─── Available data

//! Request body variants

use serde::{Deserialize, Serialize};
use std::fmt;
use std::str::FromStr;

use super::parameter::{DraftRow, enforce_terminal_draft};
use crate::error::{DomainError, DomainResult};
use crate::id::generate_id;

/// An in-memory file picked by the user.
#[derive(Debug, Clone, PartialEq, Eq, Serialize, Deserialize)]
pub struct FileBlob {
    /// File name as shown to the user.
    pub name: String,
    /// Declared media type, if the picker reported one.
    #[serde(default, skip_serializing_if = "Option::is_none")]
    pub media_type: Option<String>,
    /// Raw contents.
    #[serde(with = "serde_bytes_base64")]
    pub data: Vec<u8>,
}

impl FileBlob {
    /// Creates a blob from its parts.
    #[must_use]
    pub fn new(name: impl Into<String>, media_type: Option<String>, data: Vec<u8>) -> Self {
        Self {
            name: name.into(),
            media_type,
            data,
        }
    }

    /// Returns the declared media type unless it is blank.
    #[must_use]
    pub fn declared_media_type(&self) -> Option<&str> {
        self.media_type.as_deref().filter(|m| !m.trim().is_empty())
    }
}

/// The value of a form-data field.
#[derive(Debug, Clone, PartialEq, Eq, Serialize, Deserialize)]
#[serde(tag = "type", rename_all = "snake_case")]
pub enum FormDataValue {
    /// A plain text field.
    Text {
        /// The field text
        #[serde(default)]
        value: String,
    },
    /// An attached file.
    File {
        /// The file name sent in the part header
        name: String,
        /// The file contents
        value: FileBlob,
    },
}

impl Default for FormDataValue {
    fn default() -> Self {
        Self::Text {
            value: String::new(),
        }
    }
}

impl FormDataValue {
    /// Returns true for a text field with no content.
    #[must_use]
    pub fn is_blank(&self) -> bool {
        match self {
            Self::Text { value } => value.is_empty(),
            Self::File { .. } => false,
        }
    }
}

/// A row in a form-data field list.
#[derive(Debug, Clone, PartialEq, Eq, Serialize, Deserialize)]
pub struct FormDataParameter {
    /// Stable row identity
    #[serde(default = "generate_id")]
    pub id: String,
    /// The field name
    #[serde(default)]
    pub key: String,
    /// The field value
    #[serde(default)]
    pub value: FormDataValue,
    /// Whether this field is sent
    #[serde(default = "default_enabled")]
    pub enabled: bool,
}

const fn default_enabled() -> bool {
    true
}

impl FormDataParameter {
    /// Creates an enabled text field.
    #[must_use]
    pub fn text(key: impl Into<String>, value: impl Into<String>) -> Self {
        Self {
            id: generate_id(),
            key: key.into(),
            value: FormDataValue::Text {
                value: value.into(),
            },
            enabled: true,
        }
    }

    /// Creates an enabled file field.
    #[must_use]
    pub fn file(key: impl Into<String>, blob: FileBlob) -> Self {
        Self {
            id: generate_id(),
            key: key.into(),
            value: FormDataValue::File {
                name: blob.name.clone(),
                value: blob,
            },
            enabled: true,
        }
    }

    /// Returns true if this field carries a file.
    #[must_use]
    pub const fn is_file(&self) -> bool {
        matches!(self.value, FormDataValue::File { .. })
    }
}

impl DraftRow for FormDataParameter {
    fn draft() -> Self {
        Self {
            id: generate_id(),
            key: String::new(),
            value: FormDataValue::default(),
            enabled: false,
        }
    }

    fn is_blank(&self) -> bool {
        self.key.is_empty() && self.value.is_blank()
    }

    fn is_enabled(&self) -> bool {
        self.enabled
    }

    fn disable(&mut self) {
        self.enabled = false;
    }
}

/// Enforces the terminal draft invariant on a form-data field list.
#[must_use]
pub fn enforce_form_data_terminal_draft(fields: Vec<FormDataParameter>) -> Vec<FormDataParameter> {
    enforce_terminal_draft(fields)
}

/// The representation of a request body.
#[derive(Debug, Clone, PartialEq, Eq, Serialize, Deserialize)]
#[serde(tag = "type", rename_all = "kebab-case")]
pub enum BodyVariant {
    /// Plain text
    Text {
        /// The raw text
        #[serde(default)]
        value: String,
    },
    /// JSON source text, never reformatted or validated
    Json {
        /// The raw JSON text
        #[serde(default)]
        value: String,
    },
    /// URL-encoded or multipart form fields
    FormData {
        /// Whether the fields are sent as `multipart/form-data`
        #[serde(default)]
        is_multipart: bool,
        /// The field rows
        #[serde(default)]
        value: Vec<FormDataParameter>,
    },
    /// A single binary file
    File {
        /// The picked file, if any
        #[serde(default, skip_serializing_if = "Option::is_none")]
        value: Option<FileBlob>,
    },
}

impl Default for BodyVariant {
    fn default() -> Self {
        Self::Json {
            value: String::new(),
        }
    }
}

impl BodyVariant {
    /// Creates a JSON body.
    #[must_use]
    pub fn json(value: impl Into<String>) -> Self {
        Self::Json {
            value: value.into(),
        }
    }

    /// Creates a plain text body.
    #[must_use]
    pub fn text(value: impl Into<String>) -> Self {
        Self::Text {
            value: value.into(),
        }
    }

    /// Creates a form-data body with an enforced field list.
    #[must_use]
    pub fn form_data(is_multipart: bool, fields: Vec<FormDataParameter>) -> Self {
        Self::FormData {
            is_multipart,
            value: enforce_form_data_terminal_draft(fields),
        }
    }

    /// Returns the discriminant of this body.
    #[must_use]
    pub const fn body_type(&self) -> BodyType {
        match self {
            Self::Text { .. } => BodyType::Text,
            Self::Json { .. } => BodyType::Json,
            Self::FormData { .. } => BodyType::FormData,
            Self::File { .. } => BodyType::File,
        }
    }

    /// Returns true for multipart form-data.
    #[must_use]
    pub const fn is_multipart(&self) -> bool {
        matches!(
            self,
            Self::FormData {
                is_multipart: true,
                ..
            }
        )
    }

    /// Normalises a body supplied from outside.
    ///
    /// Form-data fields get a terminal draft, and a field list holding a
    /// file always goes out as multipart.
    #[must_use]
    pub fn normalized(self) -> Self {
        match self {
            Self::FormData {
                is_multipart,
                value,
            } => {
                let has_file = value.iter().any(FormDataParameter::is_file);
                Self::FormData {
                    is_multipart: is_multipart || has_file,
                    value: enforce_form_data_terminal_draft(value),
                }
            }
            other => other,
        }
    }

    /// Empties the body while keeping its variant.
    #[must_use]
    pub fn cleared(&self) -> Self {
        match self {
            Self::Text { .. } => Self::text(""),
            Self::Json { .. } => Self::json(""),
            Self::FormData { is_multipart, .. } => Self::form_data(*is_multipart, Vec::new()),
            Self::File { .. } => Self::File { value: None },
        }
    }
}

/// The discriminant of a [`BodyVariant`].
#[derive(Debug, Clone, Copy, PartialEq, Eq, Hash, Serialize, Deserialize)]
#[serde(rename_all = "kebab-case")]
pub enum BodyType {
    /// Plain text
    Text,
    /// JSON
    Json,
    /// Form fields
    FormData,
    /// Binary file
    File,
}

impl BodyType {
    /// Returns the type as a static string.
    #[must_use]
    pub const fn as_str(self) -> &'static str {
        match self {
            Self::Text => "text",
            Self::Json => "json",
            Self::FormData => "form-data",
            Self::File => "file",
        }
    }
}

impl fmt::Display for BodyType {
    fn fmt(&self, f: &mut fmt::Formatter<'_>) -> fmt::Result {
        f.write_str(self.as_str())
    }
}

impl FromStr for BodyType {
    type Err = DomainError;

    fn from_str(s: &str) -> DomainResult<Self> {
        match s {
            "text" => Ok(Self::Text),
            "json" => Ok(Self::Json),
            "form-data" => Ok(Self::FormData),
            "file" => Ok(Self::File),
            other => Err(DomainError::UnknownBodyType(other.to_string())),
        }
    }
}

mod serde_bytes_base64 {
    use base64::Engine;
    use base64::engine::general_purpose::STANDARD;
    use serde::{Deserialize, Deserializer, Serializer};

    pub fn serialize<S>(bytes: &[u8], serializer: S) -> Result<S::Ok, S::Error>
    where
        S: Serializer,
    {
        serializer.serialize_str(&STANDARD.encode(bytes))
    }

    pub fn deserialize<'de, D>(deserializer: D) -> Result<Vec<u8>, D::Error>
    where
        D: Deserializer<'de>,
    {
        let s = String::deserialize(deserializer)?;
        STANDARD.decode(s).map_err(serde::de::Error::custom)
    }
}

──────

◆ Exercise directions
Lines above that have "DomainError": copy each of them.

◆ Exercise output
use crate::error::{DomainError, DomainResult};
    type Err = DomainError;
            other => Err(DomainError::UnknownBodyType(other.to_string())),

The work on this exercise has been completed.